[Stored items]
►

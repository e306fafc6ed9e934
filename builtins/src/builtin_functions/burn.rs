use std::sync::Arc;

use num_bigint::BigUint;
use num_traits::Zero;

use super::common::{
    add_dct_entry_in_vm_output, check_call_value, check_value_length, consume_gas,
    sub_from_dct_balance,
};
use super::{BuiltInFunctionName, BuiltinFunction};
use crate::account::UserAccountHandler;
use crate::check;
use crate::config::is_dct_sc_address;
use crate::dct::Marshalizer;
use crate::error::{BuiltInError, BuiltInResult};
use crate::gas::{GasCost, GasCostCell};
use crate::interfaces::{EnableEpochsHandler, GlobalSettingsHandler};
use crate::vm::{ContractCallInput, VmOutput};

/// `DCTBurn@tokenID@amount` sent to the DCT system smart contract.
///
/// The holder's balance is debited on its own shard; the metachain side only
/// updates the token supply and needs nothing from this function.
pub struct DctBurn {
    marshaller: Arc<dyn Marshalizer>,
    global_settings_handler: Arc<dyn GlobalSettingsHandler>,
    enable_epochs_handler: Arc<dyn EnableEpochsHandler>,
    gas: GasCostCell,
}

impl DctBurn {
    pub fn new(
        func_gas_cost: u64,
        marshaller: Option<Arc<dyn Marshalizer>>,
        global_settings_handler: Option<Arc<dyn GlobalSettingsHandler>>,
        enable_epochs_handler: Option<Arc<dyn EnableEpochsHandler>>,
    ) -> BuiltInResult<Self> {
        Ok(Self {
            marshaller: check::required(marshaller, BuiltInError::NilMarshalizer)?,
            global_settings_handler: check::required(
                global_settings_handler,
                BuiltInError::NilGlobalSettingsHandler,
            )?,
            enable_epochs_handler: check::required(
                enable_epochs_handler,
                BuiltInError::NilEnableEpochsHandler,
            )?,
            gas: GasCostCell::with_func_cost(func_gas_cost),
        })
    }
}

impl BuiltinFunction for DctBurn {
    fn process_builtin_function(
        &self,
        acnt_snd: Option<&mut dyn UserAccountHandler>,
        _acnt_dst: Option<&mut dyn UserAccountHandler>,
        vm_input: &ContractCallInput,
    ) -> BuiltInResult<VmOutput> {
        check_call_value(vm_input)?;
        if vm_input.arguments.len() != 2 {
            return Err(BuiltInError::InvalidArguments);
        }
        check_value_length(
            self.enable_epochs_handler.as_ref(),
            &vm_input.arguments[1],
            "dct burn",
        )?;
        let value = BigUint::from_bytes_be(&vm_input.arguments[1]);
        if value.is_zero() {
            return Err(BuiltInError::NegativeValue);
        }
        if !is_dct_sc_address(&vm_input.recipient_addr) {
            return Err(BuiltInError::AddressIsNotDctSystemSc);
        }
        let Some(acnt_snd) = acnt_snd else {
            // metachain side
            return Ok(VmOutput::ok(vm_input.gas_provided));
        };

        let gas_remaining = consume_gas(vm_input.gas_provided, self.gas.func_gas_cost())?;
        let token_id = &vm_input.arguments[0];
        sub_from_dct_balance(
            acnt_snd,
            token_id,
            &value,
            self.marshaller.as_ref(),
            self.global_settings_handler.as_ref(),
            false,
        )?;

        let mut vm_output = VmOutput::ok(gas_remaining);
        add_dct_entry_in_vm_output(
            &mut vm_output,
            BuiltInFunctionName::DctBurn.as_bytes(),
            token_id,
            0,
            &value,
            &[],
        );
        Ok(vm_output)
    }

    fn set_new_gas_config(&self, gas_cost: &GasCost) {
        self.gas
            .replace(gas_cost.built_in_cost.dct_burn, gas_cost.base_operation_cost);
    }
}

#[cfg(test)]
mod tests {
    use super::*;
    use crate::config::DCT_SC_ADDRESS;
    use crate::dct::keys::dct_token_key;
    use crate::dct::{DCToken, JsonMarshalizer};
    use crate::mock::{user_address, EnableEpochsHandlerStub, GlobalSettingsHandlerStub, MemoryAccount};

    fn new_burn() -> DctBurn {
        DctBurn::new(
            5,
            Some(Arc::new(JsonMarshalizer)),
            Some(Arc::new(GlobalSettingsHandlerStub::default())),
            Some(Arc::new(EnableEpochsHandlerStub::default())),
        )
        .unwrap()
    }

    fn burn_input(recipient: &[u8]) -> ContractCallInput {
        ContractCallInput {
            caller_addr: user_address(1),
            recipient_addr: recipient.to_vec(),
            arguments: vec![b"TKN".to_vec(), vec![3]],
            gas_provided: 10,
            ..Default::default()
        }
    }

    #[test]
    fn test_burn_debits_holder() {
        let burn = new_burn();
        let mut holder = MemoryAccount::new(&user_address(1));
        holder.put_token(&dct_token_key(b"TKN"), &DCToken::fungible(BigUint::from(10u8)));

        let output = burn
            .process_builtin_function(Some(&mut holder), None, &burn_input(&DCT_SC_ADDRESS))
            .unwrap();
        assert_eq!(output.gas_remaining, 5);
        assert_eq!(holder.token(&dct_token_key(b"TKN")).unwrap().value, BigUint::from(7u8));
    }

    #[test]
    fn test_burn_must_target_system_sc() {
        let burn = new_burn();
        let mut holder = MemoryAccount::new(&user_address(1));
        let err = burn
            .process_builtin_function(Some(&mut holder), None, &burn_input(&user_address(2)))
            .unwrap_err();
        assert!(matches!(err, BuiltInError::AddressIsNotDctSystemSc));
    }

    #[test]
    fn test_metachain_side_is_noop() {
        let burn = new_burn();
        let output = burn
            .process_builtin_function(None, None, &burn_input(&DCT_SC_ADDRESS))
            .unwrap();
        assert_eq!(output.gas_remaining, 10);
        assert!(output.logs.is_empty());
    }
}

◄

### Exercise directions
Out of the records above, pick each line that contains the string "BuiltInFunctionName".

### Result of this exercise
use super::{BuiltInFunctionName, BuiltinFunction};
            BuiltInFunctionName::DctBurn.as_bytes(),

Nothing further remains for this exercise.